Greffier, lors des débats : Madame Audrey VALERO
ARRET :
– Contradictoire
– prononcé par mise à disposition de l’arrêt au greffe de la cour, les parties en ayant été préalablement avisées dans les conditions prévues au deuxième alinéa de l’article 450 du code de procédure civile ;
– signé par Monsieur Jean-Luc PROUZAT, Président de chambre, et par Madame Audrey VALERO, Greffière.
*
**
FAITS, PROCEDURE – PRETENTIONS ET MOYENS DES PARTIES:
La SAS AB Gestion 34, exerçant, sous l’enseigne Version immobilier gestion, a été désignée en qualité de syndic de la copropriété la Résidence « les Cigalines » à [Localité 3] le 22 juillet 2016.
L’assemblée générale de la copropriété en date du 9 août 2019 avait, notamment, pour objet le renouvellement du mandat du syndic et la mise en concurrence de celui-ci avec la SARL Action immobilière Groupe, exerçant sous l’enseigne Action immobilière.
Le 8 juillet 2019, la société Action immobilière a adressé à chaque copropriétaire le courrier ainsi rédigé :
« Objet : l’assemblée générale de la copropriété
Mesdames, Messieurs,
Une partie du conseil syndical nous a demandé de nous présenter en concurrence de votre syndic actuel et nous a informés de la situation très particulière de votre copropriété, par les faits suivants :
Votre syndic actuel a été choisi par le concierge de la résidence, il a choisi un syndic basé loin de la copropriété ([Localité 4]) alors qu’il y a de nombreux syndics à proximité, pourquoi ‘
Par là même, le syndic est redevable au concierge de cette nomination et ne peut pas s’opposer aux desiderata du concierge et aux dérapages financiers liés à la conciergerie, par exemple : frais d’essence faramineux, juste pour quelques aller-retours à la déchèterie, prime d’assurance voiture payée en totalité par vous pour une utilisation au service de la copropriété très partielle.
Nous, Action immobilière, privilégions une gestion de proximité, présents au quotidien dans la résidence, nous anticipons les problèmes et sommes attentifs aux travaux et, remarques de la conciergerie et des artisans afin de réduire des dépenses de la copropriété à qualité égale.

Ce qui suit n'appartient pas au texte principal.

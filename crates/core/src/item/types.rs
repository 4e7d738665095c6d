//! Item types and data structures.

use bytes::Bytes;
use serde::{Deserialize, Serialize};

/// A listed item, with its category name joined in.
#[derive(Debug, Clone, PartialEq, Eq, Serialize, Deserialize)]
pub struct Item {
    /// Storage-assigned identifier.
    pub id: i32,
    /// Item name.
    pub name: String,
    /// Category name.
    pub category: String,
    /// Content-addressed image file name.
    pub image_name: String,
}

/// Wrapper used by the list and search responses.
#[derive(Debug, Clone, Default, PartialEq, Eq, Serialize, Deserialize)]
pub struct ItemList {
    /// Items in listing order.
    pub items: Vec<Item>,
}

impl From<Vec<Item>> for ItemList {
    fn from(items: Vec<Item>) -> Self {
        Self { items }
    }
}

/// Input for submitting a new item.
#[derive(Debug, Clone)]
pub struct CreateItemInput {
    /// Item name.
    pub name: String,
    /// Category name; must already exist.
    pub category: String,
    /// Raw image bytes.
    pub image: Bytes,
}

/// Row to insert once the category and image are resolved.
#[derive(Debug, Clone, PartialEq, Eq)]
pub struct NewItem {
    /// Item name.
    pub name: String,
    /// Resolved category ID.
    pub category_id: i32,
    /// Stored image name.
    pub image_name: String,
}
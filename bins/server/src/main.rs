//! Bazaar API Server
//!
//! Main entry point for the Bazaar listing service.

use std::sync::Arc;

use anyhow::Context;
use tokio::net::TcpListener;
use tracing::{info, warn};
use tracing_subscriber::{layer::SubscriberExt, util::SubscriberInitExt};

use bazaar_api::{AppState, HttpOptions, create_router};
use bazaar_core::image::ImageStore;
use bazaar_db::{
    connect,
    migration::{Migrator, MigratorTrait},
};
use bazaar_shared::AppConfig;

#[tokio::main]
async fn main() -> anyhow::Result<()> {
    // Load environment variables from .env file
    dotenvy::dotenv().ok();

    // Initialize tracing
    tracing_subscriber::registry()
        .with(
            tracing_subscriber::EnvFilter::try_from_default_env()
                .unwrap_or_else(|_| "bazaar=debug,tower_http=debug".into()),
        )
        .with(tracing_subscriber::fmt::layer())
        .init();

    // Load configuration
    let config = AppConfig::load().context("Failed to load configuration")?;

    // Connect to database
    let db = connect(&config.database).await?;
    info!(url = %config.database.url, "Connected to database");

    if config.database.auto_migrate {
        Migrator::up(&db, None).await?;
        info!("Database schema is up to date");
    }

    // Open image store
    tokio::fs::create_dir_all(&config.images.dir)
        .await
        .with_context(|| format!("Failed to create image directory {}", config.images.dir))?;
    let images = ImageStore::from_config((&config.images).into())?;
    if !images.has_default_image().await {
        warn!(
            dir = %config.images.dir,
            default_image = %config.images.default_image,
            "Default image is missing; requests for unknown images will fail"
        );
    }

    // Create application state
    let state = AppState {
        db: Arc::new(db),
        images: Arc::new(images),
    };

    // Create router
    let options = HttpOptions::from_config(&config).context("Invalid front-end origin")?;
    info!(origin = %config.cors.front_url, "CORS origin configured");
    let app = create_router(state, &options);

    // Start server
    let addr = config.bind_addr();
    let listener = TcpListener::bind(&addr).await?;
    info!("Server listening on {}", addr);

    axum::serve(listener, app)
        .with_graceful_shutdown(shutdown_signal())
        .await?;

    Ok(())
}

async fn shutdown_signal() {
    if let Err(e) = tokio::signal::ctrl_c().await {
        warn!(error = %e, "Failed to listen for shutdown signal");
        std::future::pending::<()>().await;
    }
    info!("Shutting down");
}
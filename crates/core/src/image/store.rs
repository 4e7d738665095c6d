//! Image store implementation using Apache OpenDAL.

use bytes::Bytes;
use opendal::{ErrorKind, Operator, services};
use sha2::{Digest, Sha256};
use tracing::debug;

use super::config::ImageStoreConfig;
use super::error::ImageError;

/// Image bytes together with the name they were actually read from.
#[derive(Debug, Clone)]
pub struct StoredImage {
    /// Resolved file name (the default image name on fallback).
    pub name: String,
    /// File contents.
    pub data: Bytes,
}

/// Returns the content-addressed file name for `data`.
///
/// Format: `{hex(sha256(data))}.jpg`
#[must_use]
pub fn content_name(data: &[u8]) -> String {
    let digest = Sha256::digest(data);
    format!("{}{}", hex::encode(digest), ImageStoreConfig::EXTENSION)
}

/// Local image store.
pub struct ImageStore {
    operator: Operator,
    config: ImageStoreConfig,
}

impl ImageStore {
    /// Create a new image store from configuration.
    ///
    /// # Errors
    ///
    /// Returns an error if the root directory cannot be used.
    pub fn from_config(config: ImageStoreConfig) -> Result<Self, ImageError> {
        let root = config
            .root
            .to_str()
            .ok_or_else(|| ImageError::configuration("invalid path"))?;
        let builder = services::Fs::default().root(root);

        let operator = Operator::new(builder)
            .map_err(|e| ImageError::configuration(e.to_string()))?
            .finish();

        Ok(Self { operator, config })
    }

    /// Check that `name` may be served from the image directory.
    ///
    /// # Errors
    ///
    /// Returns an error if the extension is wrong or the name could escape
    /// the image directory.
    pub fn validate_name(name: &str) -> Result<(), ImageError> {
        if !name.ends_with(ImageStoreConfig::EXTENSION) {
            return Err(ImageError::InvalidExtension {
                extension: ImageStoreConfig::EXTENSION,
            });
        }

        if name.starts_with('.') || name.contains(['/', '\\']) || name.contains("..") {
            return Err(ImageError::InvalidName(name.to_string()));
        }

        Ok(())
    }

    /// Write `data` under its content-addressed name and return that name.
    ///
    /// An existing file with the same name is overwritten; its bytes are
    /// identical by construction.
    ///
    /// # Errors
    ///
    /// Returns an error if the write fails.
    pub async fn save(&self, data: Bytes) -> Result<String, ImageError> {
        let name = content_name(&data);
        let size = data.len();
        self.operator.write(&name, data).await?;
        debug!(image_name = %name, size, "Image stored");
        Ok(name)
    }

    /// Resolve `name` to a file that exists, falling back to the default image.
    ///
    /// # Errors
    ///
    /// Returns an error if the name is invalid or the store cannot be queried.
    pub async fn resolve(&self, name: &str) -> Result<String, ImageError> {
        Self::validate_name(name)?;

        if self.exists(name).await? {
            Ok(name.to_string())
        } else {
            debug!(image_name = %name, "Image not found, serving default");
            Ok(self.config.default_image.clone())
        }
    }

    /// Read the image called `name`, or the default image if it is absent.
    ///
    /// # Errors
    ///
    /// Returns an error if the name is invalid, or if neither the image nor
    /// the default image can be read.
    pub async fn load(&self, name: &str) -> Result<StoredImage, ImageError> {
        let resolved = self.resolve(name).await?;
        let data = self.operator.read(&resolved).await?.to_bytes();

        Ok(StoredImage {
            name: resolved,
            data,
        })
    }

    /// Check if a file exists in the store.
    ///
    /// # Errors
    ///
    /// Returns an error for failures other than the file being absent.
    pub async fn exists(&self, name: &str) -> Result<bool, ImageError> {
        match self.operator.stat(name).await {
            Ok(_) => Ok(true),
            Err(e) if e.kind() == ErrorKind::NotFound => Ok(false),
            Err(e) => Err(e.into()),
        }
    }

    /// Whether the fallback image is present.
    pub async fn has_default_image(&self) -> bool {
        self.exists(&self.config.default_image)
            .await
            .unwrap_or(false)
    }
}
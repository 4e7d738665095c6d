//! Database layer with `SeaORM` entities and repositories.
//!
//! This crate provides:
//! - `SeaORM` entity definitions
//! - Repository abstractions for data access
//! - Database migrations

pub mod entities;
pub mod migration;
pub mod repositories;

pub use repositories::{CategoryRepository, ItemRepository};

use bazaar_shared::config::DatabaseConfig;
use sea_orm::{ConnectOptions, Database, DatabaseConnection, DbErr};
use tracing::debug;

/// Opens the connection pool described by `config`.
///
/// # Errors
///
/// Returns an error if the connection cannot be established.
pub async fn connect(config: &DatabaseConfig) -> Result<DatabaseConnection, DbErr> {
    let mut options = ConnectOptions::new(config.url.clone());
    options
        .max_connections(config.max_connections)
        .min_connections(config.min_connections)
        .sqlx_logging(false);

    debug!(
        max_connections = config.max_connections,
        min_connections = config.min_connections,
        "Opening database pool"
    );
    Database::connect(options).await
}
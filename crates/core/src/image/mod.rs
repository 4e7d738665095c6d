//! Content-addressed image storage using Apache OpenDAL.
//!
//! Uploaded images are stored under `hex(sha256(bytes)) + ".jpg"` in a
//! single directory. Identical uploads share one file, nothing is ever
//! garbage collected, and reads of a missing name fall back to a reserved
//! default image.
//!
//! ```text
//! save(bytes)  ──► sha256 ──► "<hex>.jpg" ──► op.write
//! load(name)   ──► validate ──► op.stat ──┬─► op.read(name)
//!                                          └─► op.read(default)
//! ```

mod config;
mod error;
mod store;

pub use config::ImageStoreConfig;
pub use error::ImageError;
pub use store::{ImageStore, StoredImage, content_name};
//! Image store error types.

use bazaar_shared::AppError;
use thiserror::Error;

/// Image store errors.
#[derive(Debug, Error)]
pub enum ImageError {
    /// Requested name does not carry the image extension.
    #[error("Image path does not end with {extension}")]
    InvalidExtension {
        /// Expected extension.
        extension: &'static str,
    },

    /// Requested name is not a single plain file name.
    #[error("Image path must be a plain file name: {0}")]
    InvalidName(String),

    /// File not found in storage (also raised when the default is missing).
    #[error("image not found: {0}")]
    NotFound(String),

    /// Storage configuration error.
    #[error("image storage configuration error: {0}")]
    Configuration(String),

    /// OpenDAL operation error.
    #[error("image storage operation failed: {0}")]
    Operation(String),
}

impl ImageError {
    /// Create a configuration error.
    #[must_use]
    pub fn configuration(msg: impl Into<String>) -> Self {
        Self::Configuration(msg.into())
    }

    /// Whether the error was caused by the requested name.
    #[must_use]
    pub fn is_invalid_request(&self) -> bool {
        matches!(self, Self::InvalidExtension { .. } | Self::InvalidName(_))
    }
}

impl From<opendal::Error> for ImageError {
    fn from(err: opendal::Error) -> Self {
        match err.kind() {
            opendal::ErrorKind::NotFound => Self::NotFound(err.to_string()),
            _ => Self::Operation(err.to_string()),
        }
    }
}

impl From<ImageError> for AppError {
    fn from(err: ImageError) -> Self {
        if err.is_invalid_request() {
            Self::Validation(err.to_string())
        } else {
            Self::Storage(err.to_string())
        }
    }
}
//! Image download route.

use axum::{
    Router,
    extract::{Path, State, rejection::PathRejection},
    http::header,
    response::{IntoResponse, Response},
    routing::get,
};

use crate::{
    AppState,
    error::{ApiError, ApiResult},
};

/// Creates the image routes.
pub fn routes() -> Router<AppState> {
    Router::new().route("/image/{filename}", get(get_image))
}

/// GET /image/{filename}
///
/// Serves the default image when `filename` is valid but absent.
async fn get_image(
    State(state): State<AppState>,
    filename: Result<Path<String>, PathRejection>,
) -> ApiResult<Response> {
    let Path(filename) = filename.map_err(|e| ApiError::validation(e.body_text()))?;
    let image = state.images.load(&filename).await?;
    let mime = mime_guess::from_path(&image.name).first_or_octet_stream();

    Ok(([(header::CONTENT_TYPE, mime.as_ref())], image.data).into_response())
}
//! Unified error type for the ledger core and its collaborators.
//!
//! Business-rule failures (`InsufficientStock`, `CreditLimitExceeded`, `DuplicateBatch`, ...)
//! are distinct variants so callers can map them to client-correctable responses, while
//! database and I/O failures stay opaque.

use rust_decimal::Decimal;
use sea_orm::DbErr;
use thiserror::Error;

#[derive(Debug, Error)]
pub enum Error {
    #[error("{entity} not found: {id}")]
    NotFound { entity: &'static str, id: String },

    #[error(
        "Insufficient stock for product {product_id}: available {available}, requested {requested}"
    )]
    InsufficientStock {
        product_id: i64,
        available: Decimal,
        requested: Decimal,
    },

    #[error(
        "Credit limit exceeded for client {client_id}: limit {limit}, outstanding {outstanding}, this order {requested}"
    )]
    CreditLimitExceeded {
        client_id: i64,
        limit: Decimal,
        outstanding: Decimal,
        requested: Decimal,
    },

    #[error("Batch number '{batch_number}' already exists")]
    DuplicateBatch { batch_number: String },

    #[error("Invalid quantity: {quantity}")]
    InvalidQuantity { quantity: Decimal },

    #[error("Validation error: {message}")]
    Validation { message: String },

    #[error("Configuration error: {message}")]
    Config { message: String },

    #[error("Database error: {0}")]
    Database(#[from] DbErr),

    #[error("I/O error: {0}")]
    Io(#[from] std::io::Error),

    #[error("Unexpected failure: {message}")]
    UnknownFailure { message: String },
}

/// How a collaborator boundary should surface an [`Error`].
#[derive(Debug, Clone, Copy, PartialEq, Eq)]
pub enum ErrorClass {
    /// The caller can fix the request (stock, credit, duplicate batch, bad input).
    Validation,
    /// A referenced entity does not exist.
    NotFound,
    /// Anything else; details should not leak to the caller.
    Internal,
}

impl Error {
    pub(crate) fn not_found(entity: &'static str, id: impl ToString) -> Self {
        Self::NotFound {
            entity,
            id: id.to_string(),
        }
    }

    /// Classifies the error for user-visible reporting.
    #[must_use]
    pub const fn class(&self) -> ErrorClass {
        match self {
            Self::InsufficientStock { .. }
            | Self::CreditLimitExceeded { .. }
            | Self::DuplicateBatch { .. }
            | Self::InvalidQuantity { .. }
            | Self::Validation { .. } => ErrorClass::Validation,
            Self::NotFound { .. } => ErrorClass::NotFound,
            Self::Config { .. }
            | Self::Database(_)
            | Self::Io(_)
            | Self::UnknownFailure { .. } => ErrorClass::Internal,
        }
    }
}

// Convenience `Result` type
pub type Result<T> = std::result::Result<T, Error>;

#[cfg(test)]
mod tests {
    use super::*;
    use rust_decimal_macros::dec;

    #[test]
    fn test_business_failures_are_client_correctable() {
        let err = Error::InsufficientStock {
            product_id: 1,
            available: dec!(7),
            requested: dec!(20),
        };
        assert_eq!(err.class(), ErrorClass::Validation);
        assert_eq!(
            err.to_string(),
            "Insufficient stock for product 1: available 7, requested 20"
        );

        let err = Error::DuplicateBatch {
            batch_number: "L-001".to_string(),
        };
        assert_eq!(err.class(), ErrorClass::Validation);
    }

    #[test]
    fn test_database_failures_are_opaque() {
        let err = Error::from(DbErr::Custom("constraint failed".to_string()));
        assert_eq!(err.class(), ErrorClass::Internal);
        assert_eq!(Error::not_found("Product", 9).class(), ErrorClass::NotFound);
    }
}
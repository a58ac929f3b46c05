//! Production consumption entity - Raw material drawn from stock for a production order.

use sea_orm::entity::prelude::*;
use serde::{Deserialize, Serialize};

#[derive(Clone, Debug, PartialEq, Eq, DeriveEntityModel, Serialize, Deserialize)]
#[sea_orm(table_name = "production_consumptions")]
pub struct Model {
    #[sea_orm(primary_key)]
    pub id: i64,
    pub order_id: i64,
    /// Raw material product that left stock
    pub material_id: i64,
    pub consumed_quantity: Decimal,
    pub consumed_at: DateTimeUtc,
}

#[derive(Copy, Clone, Debug, EnumIter, DeriveRelation)]
pub enum Relation {
    #[sea_orm(
        belongs_to = "super::production_order::Entity",
        from = "Column::OrderId",
        to = "super::production_order::Column::Id"
    )]
    ProductionOrder,
    #[sea_orm(
        belongs_to = "super::product::Entity",
        from = "Column::MaterialId",
        to = "super::product::Column::Id"
    )]
    Material,
}

impl Related<super::production_order::Entity> for Entity {
    fn to() -> RelationDef {
        Relation::ProductionOrder.def()
    }
}

impl Related<super::product::Entity> for Entity {
    fn to() -> RelationDef {
        Relation::Material.def()
    }
}

impl ActiveModelBehavior for ActiveModel {}
//! Invoicing for sales orders and the client outstanding balance used by the credit check.

use crate::{
    entities::{Client, Invoice, InvoiceStatus, SalesOrder, invoice, sales_order},
    errors::{Error, Result},
};
use chrono::{Days, NaiveDate};
use rust_decimal::Decimal;
use sea_orm::{JoinType, QueryOrder, QuerySelect, Set, prelude::*};
use tracing::info;

/// Invoice statuses that count toward a client's outstanding balance.
const UNPAID: [InvoiceStatus; 2] = [InvoiceStatus::Pending, InvoiceStatus::Overdue];

/// Issues a PENDING invoice for the full order total, due after the client's payment terms.
///
/// # Errors
/// * `Error::NotFound` if the order or its client does not exist
pub async fn issue_invoice<C>(db: &C, order_id: i64, issue_date: NaiveDate) -> Result<invoice::Model>
where
    C: ConnectionTrait,
{
    let (order, client) = SalesOrder::find_by_id(order_id)
        .find_also_related(Client)
        .one(db)
        .await?
        .ok_or_else(|| Error::not_found("Sales order", order_id))?;
    let client = client.ok_or_else(|| Error::not_found("Client", order.client_id))?;

    let terms = u64::try_from(client.payment_terms).unwrap_or_default();
    let due_date = issue_date
        .checked_add_days(Days::new(terms))
        .ok_or_else(|| Error::Validation {
            message: format!("Payment terms of {terms} days overflow the due date"),
        })?;

    let invoice = invoice::ActiveModel {
        order_id: Set(order.id),
        amount: Set(order.total),
        status: Set(InvoiceStatus::Pending),
        issue_date: Set(issue_date),
        due_date: Set(due_date),
        ..Default::default()
    }
    .insert(db)
    .await?;

    info!(
        "Issued invoice {} for order {} ({}), due {}",
        invoice.id, order.order_number, invoice.amount, invoice.due_date
    );
    Ok(invoice)
}

/// Sets the status of an invoice.
///
/// # Errors
/// Returns `Error::NotFound` if the invoice does not exist.
pub async fn update_invoice_status<C>(
    db: &C,
    invoice_id: i64,
    status: InvoiceStatus,
) -> Result<invoice::Model>
where
    C: ConnectionTrait,
{
    let existing = Invoice::find_by_id(invoice_id)
        .one(db)
        .await?
        .ok_or_else(|| Error::not_found("Invoice", invoice_id))?;

    let mut invoice: invoice::ActiveModel = existing.into();
    invoice.status = Set(status);
    invoice.update(db).await.map_err(Into::into)
}

/// Invoices of an order, oldest first.
pub async fn invoices_for_order<C>(db: &C, order_id: i64) -> Result<Vec<invoice::Model>>
where
    C: ConnectionTrait,
{
    Invoice::find()
        .filter(invoice::Column::OrderId.eq(order_id))
        .order_by_asc(invoice::Column::Id)
        .all(db)
        .await
        .map_err(Into::into)
}

/// Sum of the totals of the client's orders that carry a PENDING or OVERDUE invoice.
///
/// An order with several unpaid invoices is counted once.
pub async fn outstanding_balance<C>(db: &C, client_id: i64) -> Result<Decimal>
where
    C: ConnectionTrait,
{
    let orders: Vec<(i64, Decimal)> = SalesOrder::find()
        .select_only()
        .column(sales_order::Column::Id)
        .column(sales_order::Column::Total)
        .distinct()
        .join(JoinType::InnerJoin, sales_order::Relation::Invoices.def())
        .filter(sales_order::Column::ClientId.eq(client_id))
        .filter(invoice::Column::Status.is_in(UNPAID))
        .into_tuple()
        .all(db)
        .await?;

    Ok(orders.into_iter().map(|(_, total)| total).sum())
}
//! Waste entity - Scrap reported against a production order. Does not move stock.

use sea_orm::entity::prelude::*;
use serde::{Deserialize, Serialize};

#[derive(Clone, Debug, PartialEq, Eq, DeriveEntityModel, Serialize, Deserialize)]
#[sea_orm(table_name = "wastes")]
pub struct Model {
    #[sea_orm(primary_key)]
    pub id: i64,
    pub order_id: i64,
    /// Process step where the waste happened (e.g. "extrusion", "cutting")
    pub process: String,
    /// Wasted quantity in kg
    pub quantity: Decimal,
    pub reason: Option<String>,
    pub recorded_at: DateTimeUtc,
}

#[derive(Copy, Clone, Debug, EnumIter, DeriveRelation)]
pub enum Relation {
    #[sea_orm(
        belongs_to = "super::production_order::Entity",
        from = "Column::OrderId",
        to = "super::production_order::Column::Id"
    )]
    ProductionOrder,
}

impl Related<super::production_order::Entity> for Entity {
    fn to() -> RelationDef {
        Relation::ProductionOrder.def()
    }
}

impl ActiveModelBehavior for ActiveModel {}
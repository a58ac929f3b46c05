//! Audit log entity - Best-effort trail of user actions.

use sea_orm::entity::prelude::*;
use serde::{Deserialize, Serialize};

#[derive(Clone, Debug, PartialEq, Eq, DeriveEntityModel, Serialize, Deserialize)]
#[sea_orm(table_name = "audit_logs")]
pub struct Model {
    #[sea_orm(primary_key)]
    pub id: i64,
    /// User who performed the action
    pub user_id: i64,
    /// Action name, e.g. `"INVENTORY_EXIT"`
    pub action: String,
    /// Structured details of the action
    pub details: Json,
    pub recorded_at: DateTimeUtc,
}

/// `AuditLog` has no relationships with other entities
#[derive(Copy, Clone, Debug, EnumIter, DeriveRelation)]
pub enum Relation {}

impl ActiveModelBehavior for ActiveModel {}
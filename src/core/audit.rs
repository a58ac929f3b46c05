//! Audit trail of user actions.
//!
//! Writing an audit record never fails the action being audited: [`log_action`] logs its own
//! failures and returns nothing. Call it after the action's transaction has committed.

use crate::{
    core::page::{self, Page, PageRequest},
    entities::{AuditLog, audit_log},
    errors::Result,
};
use chrono::{DateTime, Utc};
use sea_orm::{QueryOrder, Set, prelude::*};
use tracing::{debug, error};

pub const INVENTORY_ENTRY: &str = "INVENTORY_ENTRY";
pub const INVENTORY_EXIT: &str = "INVENTORY_EXIT";
pub const CREATE_SALES_ORDER: &str = "CREATE_SALES_ORDER";
pub const UPDATE_SALES_ORDER_STATUS: &str = "UPDATE_SALES_ORDER_STATUS";
pub const CREATE_PRODUCTION_ORDER: &str = "CREATE_PRODUCTION_ORDER";
pub const UPDATE_PRODUCTION_ORDER_STATUS: &str = "UPDATE_PRODUCTION_ORDER_STATUS";
pub const REGISTER_CONSUMPTION: &str = "REGISTER_CONSUMPTION";
pub const REGISTER_PRODUCTION_BATCH: &str = "REGISTER_PRODUCTION_BATCH";
pub const COMPLETE_PRODUCTION_ORDER: &str = "COMPLETE_PRODUCTION_ORDER";
pub const REGISTER_WASTE: &str = "REGISTER_WASTE";

/// Appends an audit record. Failures are logged and swallowed.
pub async fn log_action<C>(db: &C, user_id: i64, action: &str, details: Json)
where
    C: ConnectionTrait,
{
    let record = audit_log::ActiveModel {
        user_id: Set(user_id),
        action: Set(action.to_string()),
        details: Set(details),
        recorded_at: Set(Utc::now()),
        ..Default::default()
    };

    match record.insert(db).await {
        Ok(record) => debug!("Audited {} by user {} (ID: {})", action, user_id, record.id),
        Err(err) => error!("Failed to write audit record {} for user {}: {}", action, user_id, err),
    }
}

/// Filters for [`find_audits`]. Time bounds are inclusive.
#[derive(Debug, Clone, Default, PartialEq, Eq)]
pub struct AuditFilter {
    pub user_id: Option<i64>,
    /// Substring of the action name
    pub action: Option<String>,
    pub from: Option<DateTime<Utc>>,
    pub to: Option<DateTime<Utc>>,
}

/// Pages through audit records, newest first.
pub async fn find_audits<C>(
    db: &C,
    filter: &AuditFilter,
    request: PageRequest,
) -> Result<Page<audit_log::Model>>
where
    C: ConnectionTrait,
{
    let mut query = AuditLog::find();
    if let Some(user_id) = filter.user_id {
        query = query.filter(audit_log::Column::UserId.eq(user_id));
    }
    if let Some(action) = filter.action.as_deref().filter(|a| !a.is_empty()) {
        query = query.filter(audit_log::Column::Action.contains(action));
    }
    if let Some(from) = filter.from {
        query = query.filter(audit_log::Column::RecordedAt.gte(from));
    }
    if let Some(to) = filter.to {
        query = query.filter(audit_log::Column::RecordedAt.lte(to));
    }

    let paginator = query
        .order_by_desc(audit_log::Column::RecordedAt)
        .order_by_desc(audit_log::Column::Id)
        .paginate(db, request.page_size());
    page::fetch(paginator, request).await
}
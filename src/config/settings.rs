//! Catalog seed configuration loading from config.toml
//!
//! This module loads the initial product catalog from a TOML configuration file.
//! Products listed there are created on startup when their SKU is missing, and an
//! optional opening stock is booked as an ENTRY movement so the stock counter and
//! the movement history agree from the first run.

use crate::entities::ProductType;
use crate::errors::{Error, Result};
use rust_decimal::Decimal;
use serde::Deserialize;
use std::path::Path;

/// Configuration structure representing the entire config.toml file
#[derive(Debug, Default, Deserialize)]
pub struct Config {
    /// User id recorded as the actor of seed movements
    #[serde(default = "default_system_user")]
    pub system_user_id: i64,
    /// Products to seed into the catalog
    #[serde(default)]
    pub products: Vec<ProductSeed>,
}

const fn default_system_user() -> i64 {
    1
}

/// Configuration for a single catalog product
#[derive(Debug, Deserialize, Clone)]
pub struct ProductSeed {
    /// Unique SKU
    pub sku: String,
    pub description: String,
    /// `RAW_MATERIAL` or `FINISHED_PRODUCT`
    pub product_type: ProductType,
    pub unit: String,
    #[serde(default)]
    pub cost_price: Decimal,
    #[serde(default)]
    pub min_stock: Decimal,
    /// Quantity booked as an opening ENTRY when the product is first created
    #[serde(default)]
    pub opening_stock: Decimal,
}

/// Loads configuration from a TOML file
///
/// # Arguments
/// * `path` - Path to the config.toml file
///
/// # Errors
/// Returns an error if:
/// - The file cannot be read
/// - The TOML syntax is invalid
/// - Required fields are missing
pub fn load_config<P: AsRef<Path>>(path: P) -> Result<Config> {
    let contents = std::fs::read_to_string(path.as_ref()).map_err(|e| Error::Config {
        message: format!("Failed to read config file: {e}"),
    })?;

    toml::from_str(&contents).map_err(|e| Error::Config {
        message: format!("Failed to parse config.toml: {e}"),
    })
}

/// Loads configuration from the default location (./config.toml)
pub fn load_default_config() -> Result<Config> {
    load_config("config.toml")
}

Votre concierge va partir à la retraite, le coût de la conciergerie est supérieur à 55 500 euros par an, sans compter les primes dues pour la retraite,
C’est un coût énorme pour un service qui peut vous être proposé par une société en service de conciergerie adapté aux besoins de votre résidence pour un montant inférieur d’au moins 20 000 euros.
Nous avons fait l’analyse de vos dépenses et nous sommes certains de vous faire bénéficier d’une réduction d’au moins 25% des charges communes générales (…).
Par lettre recommandée du 24 juillet 2019 (avis de réception signé), le conseil de la société AB Gestion 34 a mis en demeure la société Action immobilière Groupe d’adresser à l’ensemble des copropriétaires une lettre indiquant qu’elle revenait sur les propos contenus dans le courrier du 8 juillet 2019, qui sont erronés, imputant à l’égard de sa cliente des assertions mensongères (avoir été choisie par le concierge, être soumise à ses desiderata et autoriser des dérapages financiers indus), constitutives d’un acte diffamatoire.
Le 31 juillet suivant, la société Action immobilière Groupe adressait un nouveau courrier à l’ensemble des copropriétaires indiquant notamment :
« Par la présente, notre société précise qu’elle n’a jamais eu l’intention de froisser personne, et si c’est le cas, nous présentons nos excuses aux personnes ou sociétés mentionnées dans notre première lettre.
Les propos exposés dans ce premier courrier de présentation nous avaient été rapportés par certains copropriétaires et en l’état nous ne pouvons effectivement pas savoir s’ils reflètent ou non la réalité.
C’est sur la base de ce constat que nous regrettons ces propos.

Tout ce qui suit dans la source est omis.